After a median follow-up of 30.7 months, patients with isolated +1q had significantly shorter PFS than SR patients (28.1 vs 66.8 mo; HR 4.77, 95% CI 1.68–13.53). The poorest outcomes were observed in non-1q HiRCA (24.8 mo; HR 6.29, 95% CI 2.10–18.88) and +1q+HiRCA patients (20.3 mo; HR 7.67, 95% CI 2.84–20.72). TTNT was also significantly shorter in isolated +1q vs SR patients (35.6 vs 67.4 mo; HR 3.83, 95% CI 1.33–11.09), while OS showed only a non-significant trend (NR vs NR; HR 2.69, 95% CI 0.72–10.01). +1q+HiRCA patients had the worst TTNT and OS (TTNT: HR 5.81, 95% CI 2.09–16.16; OS: HR 6.03, 95% CI 1.78–20.27).
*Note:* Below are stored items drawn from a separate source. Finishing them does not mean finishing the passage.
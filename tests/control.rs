//! Control plane lifecycle tests

use std::sync::{Arc, Mutex, mpsc};
use std::time::{Duration, Instant};

use herald::capabilities::{GenerationRequest, SpeechSink, TextGenerator};
use herald::config::file::JobFileConfig;
use herald::{
    APOLOGY, Config, ControlPlane, ExitReason, IntentRouter, Result, RouterPipeline,
    ServiceRegistry, Subsystem,
};

mod common;
use common::{FakeSubsystem, RecordingSink, ScriptedGenerator};

/// Classifies by keyword so one generator can drive several commands
struct KeywordGenerator;

impl TextGenerator for KeywordGenerator {
    fn generate(&self, request: &GenerationRequest<'_>) -> Result<String> {
        let prompt = request.prompt.to_lowercase();
        let (intent, action) = if prompt.contains("unmute") {
            ("system_control", "unmute")
        } else if prompt.contains("mute") {
            ("system_control", "mute")
        } else if prompt.contains("shut down") {
            ("system_control", "shutdown")
        } else if prompt.contains("restart") {
            ("system_control", "restart")
        } else {
            ("time", "get_time")
        };
        Ok(format!(
            r#"{{"intent":"{intent}","parameters":{{"action":"{action}"}}}}"#
        ))
    }

    fn is_available(&self) -> bool {
        true
    }
}

fn headless_config() -> Config {
    let mut config = Config {
        voice_enabled: false,
        ..Config::default()
    };
    config.api.enabled = false;
    config.scheduler.enabled = false;
    config
}

fn registry(generator: Arc<dyn TextGenerator>, sink: &Arc<RecordingSink>) -> ServiceRegistry {
    ServiceRegistry {
        generator,
        home: None,
        media: None,
        speech: Some(Arc::clone(sink) as Arc<dyn SpeechSink>),
        voice: None,
    }
}

fn pipeline() -> Arc<RouterPipeline> {
    let router = IntentRouter::new(Arc::new(ScriptedGenerator::unavailable()), None, None);
    Arc::new(RouterPipeline::new(Arc::new(router)))
}

fn plane_with(subsystems: Vec<FakeSubsystem>) -> ControlPlane {
    let subsystems = subsystems
        .into_iter()
        .map(|s| Arc::new(s) as Arc<dyn Subsystem>)
        .collect();
    ControlPlane::from_parts(headless_config(), pipeline(), subsystems)
}

fn entries(log: &Arc<Mutex<Vec<String>>>) -> Vec<String> {
    log.lock().unwrap().clone()
}

/// Subsystem whose start blocks until the test releases it
struct GatedSubsystem {
    entered: mpsc::Sender<()>,
    release: Mutex<mpsc::Receiver<()>>,
    log: Arc<Mutex<Vec<String>>>,
}

impl Subsystem for GatedSubsystem {
    fn name(&self) -> &'static str {
        "gated"
    }

    fn start(&self) -> Result<()> {
        self.log.lock().unwrap().push("start gated".to_string());
        self.entered.send(()).unwrap();
        self.release.lock().unwrap().recv().unwrap();
        Ok(())
    }

    fn stop(&self) -> bool {
        self.log.lock().unwrap().push("stop gated".to_string());
        true
    }
}

#[test]
fn test_failed_start_unwinds_in_reverse() {
    let log = Arc::new(Mutex::new(Vec::new()));
    let plane = plane_with(vec![
        FakeSubsystem::new("a", &log),
        FakeSubsystem::failing("b", &log),
        FakeSubsystem::new("c", &log),
    ]);

    assert!(!plane.start());
    assert_eq!(entries(&log), ["start a", "start b", "stop a"]);
    assert!(!plane.status().is_running());

    // Already torn down; nothing stops twice
    assert!(plane.stop());
    drop(plane);
    assert_eq!(entries(&log).len(), 3);
}

#[test]
fn test_stop_runs_in_reverse_order_once() {
    let log = Arc::new(Mutex::new(Vec::new()));
    let plane = plane_with(vec![
        FakeSubsystem::new("a", &log),
        FakeSubsystem::new("b", &log),
        FakeSubsystem::new("c", &log),
    ]);

    assert!(plane.start());
    assert!(plane.status().is_running());
    // Starting a running plane is a no-op
    assert!(plane.start());

    std::thread::scope(|scope| {
        for _ in 0..4 {
            scope.spawn(|| plane.stop());
        }
    });

    assert_eq!(
        entries(&log),
        ["start a", "start b", "start c", "stop c", "stop b", "stop a"]
    );
    assert!(!plane.status().is_running());
    assert!(!plane.start());
}

#[test]
fn test_stop_during_start_leaves_plane_stopped() {
    let log = Arc::new(Mutex::new(Vec::new()));
    let (entered_tx, entered_rx) = mpsc::channel();
    let (release_tx, release_rx) = mpsc::channel();
    let gated = GatedSubsystem {
        entered: entered_tx,
        release: Mutex::new(release_rx),
        log: Arc::clone(&log),
    };
    let plane = ControlPlane::from_parts(
        headless_config(),
        pipeline(),
        vec![Arc::new(gated) as Arc<dyn Subsystem>],
    );

    std::thread::scope(|scope| {
        let starting = scope.spawn(|| plane.start());
        entered_rx.recv().unwrap();

        let stopping = scope.spawn(|| plane.stop());
        // Give stop time to claim the teardown before start finishes
        std::thread::sleep(Duration::from_millis(50));
        release_tx.send(()).unwrap();

        assert!(!starting.join().unwrap());
        assert!(stopping.join().unwrap());
    });

    assert!(!plane.status().is_running());
    assert_eq!(entries(&log), ["start gated", "stop gated"]);
}

#[test]
fn test_stop_releases_subsystems() {
    let log = Arc::new(Mutex::new(Vec::new()));
    let subsystem = Arc::new(FakeSubsystem::new("a", &log));
    let plane = ControlPlane::from_parts(
        headless_config(),
        pipeline(),
        vec![Arc::clone(&subsystem) as Arc<dyn Subsystem>],
    );

    assert!(plane.start());
    assert!(Arc::strong_count(&subsystem) > 1);
    assert_ne!(plane.process_command("what time is it"), APOLOGY);

    assert!(plane.stop());
    assert_eq!(Arc::strong_count(&subsystem), 1);
    assert_eq!(plane.process_command("what time is it"), APOLOGY);
    assert!(plane.scheduler().is_none());
}

#[test]
fn test_shutdown_directive_is_acknowledged_not_spoken() {
    let sink = Arc::new(RecordingSink::default());
    let plane = ControlPlane::with_registry(
        headless_config(),
        registry(Arc::new(KeywordGenerator), &sink),
    )
    .without_signal_handlers();

    assert_eq!(plane.process_command("shut down"), "Shutting down");
    assert!(sink.spoken().is_empty());
    assert_eq!(
        plane.wait_timeout(Duration::from_millis(500)),
        Some(ExitReason::Shutdown)
    );
}

#[test]
fn test_restart_directive_reaches_run_loop() {
    let sink = Arc::new(RecordingSink::default());
    let plane = ControlPlane::with_registry(
        headless_config(),
        registry(Arc::new(KeywordGenerator), &sink),
    )
    .without_signal_handlers();

    assert_eq!(plane.process_command("restart yourself"), "Restarting");
    assert_eq!(plane.wait(), ExitReason::Restart);
    assert_eq!(plane.wait_timeout(Duration::from_millis(20)), None);
}

#[test]
fn test_mute_suppresses_speech() {
    let sink = Arc::new(RecordingSink::default());
    let plane = ControlPlane::with_registry(
        headless_config(),
        registry(Arc::new(KeywordGenerator), &sink),
    )
    .without_signal_handlers();

    assert_eq!(plane.process_command("mute"), "Muted");
    assert!(plane.status().is_muted());

    let reply = plane.process_command("what time is it");
    assert!(reply.starts_with("The current time is "));
    assert!(sink.spoken().is_empty());

    assert_eq!(plane.process_command("unmute"), "Unmuted");
    assert!(!plane.status().is_muted());

    let reply = plane.process_command("what time is it");
    assert_eq!(sink.spoken(), vec![reply]);
    assert_eq!(plane.wait_timeout(Duration::from_millis(20)), None);
}

#[test]
fn test_unknown_directive_is_never_spoken() {
    let sink = Arc::new(RecordingSink::default());
    let generator = ScriptedGenerator::classifying(r#"{"intent":"general_query","parameters":{}}"#)
        .answering("SYSTEM_COMMAND:REBOOT");
    let plane = ControlPlane::with_registry(headless_config(), registry(Arc::new(generator), &sink))
        .without_signal_handlers();

    assert_eq!(plane.process_command("reboot the house"), APOLOGY);
    assert!(sink.spoken().is_empty());
    assert!(!plane.status().is_muted());
    assert_eq!(plane.wait_timeout(Duration::from_millis(20)), None);
}

#[test]
fn test_scheduled_job_runs_through_pipeline() {
    let mut config = headless_config();
    config.scheduler.enabled = true;
    config.scheduler.tick_ms = 10;
    config.scheduler.jobs = vec![
        JobFileConfig {
            command: "what time is it".to_string(),
            cron: "* * * * * *".to_string(),
        },
        JobFileConfig {
            command: "broken".to_string(),
            cron: "not a schedule".to_string(),
        },
    ];

    let sink = Arc::new(RecordingSink::default());
    let plane = ControlPlane::with_registry(config, registry(Arc::new(KeywordGenerator), &sink))
        .without_signal_handlers();

    let scheduler = plane.scheduler().unwrap();
    let jobs = scheduler.list();
    assert_eq!(jobs.len(), 1);
    assert_eq!(jobs[0].command, "what time is it");

    assert!(plane.start());
    let deadline = Instant::now() + Duration::from_secs(5);
    while sink.spoken().is_empty() {
        assert!(Instant::now() < deadline, "scheduled job never ran");
        std::thread::sleep(Duration::from_millis(10));
    }
    assert!(plane.stop());

    assert!(sink.spoken()[0].starts_with("The current time is "));
    assert!(scheduler.list()[0].run_count >= 1);
}

#[test]
fn test_commands_without_initialization_get_apology() {
    let plane = ControlPlane::new(headless_config()).without_signal_handlers();
    assert_eq!(plane.process_command("turn on the lights"), APOLOGY);
    assert!(plane.session().is_none());
    assert!(plane.scheduler().is_none());
}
Multivariate analysis confirmed isolated +1q as an independent predictor of inferior PFS (HR 4.56, 95% CI 1.61–12.95) and TTNT (HR 3.64, 95% CI 1.26–10.55), with a non-significant trend for OS (HR 2.62, 95% CI 0.70–9.79). +1q+HiRCA conferred the highest risk across all endpoints (PFS: HR 8.36, 95% CI 3.08–22.70; TTNT: HR 6.37, 95% CI 2.28–17.82; OS: HR 6.18, 95% CI 1.84–20.79).
Similar findings emerged in the DaraRd subgroup. Compared to SR, patients with isolated +1q had inferior PFS (28.2 vs 66.7 mo; HR 8.26, 95% CI 2.14–31.87) and TTNT (HR 5.84, 95% CI 1.50–22.75), with a trend for OS (HR 3.75, 95% CI 0.69–20.49). Again, the worst outcomes were seen in non-1q HiRCA and +1q+HiRCA subgroups. Multivariate analysis confirmed isolated +1q as an independent adverse factor for PFS (HR 8.20, 95% CI 2.12–31.66) and TTNT (HR 5.77, 95% CI 1.48–22.46), with a non-significant trend for OS (HR 3.75, 95% CI 0.69–20.50). +1q+HiRCA retained the strongest impact across all endpoints (PFS: HR 11.50, 95% CI 3.03–43.60; TTNT: HR 7.28, 95% CI 1.86–28.51; OS: HR 7.59, 95% CI 1.51–38.02). Notably, while daratumumab administration in later lines (≥2) was associated with inferior PFS and TTNT in the overall cohort, this effect was not observed in DaraRd-treated patients.
CONCLUSION
Our findings highlight the role of +1q as an independent factor of adverse prognosis in daratumumab-treated MM patients, with further outcome deterioration when associated with other HiRCAs.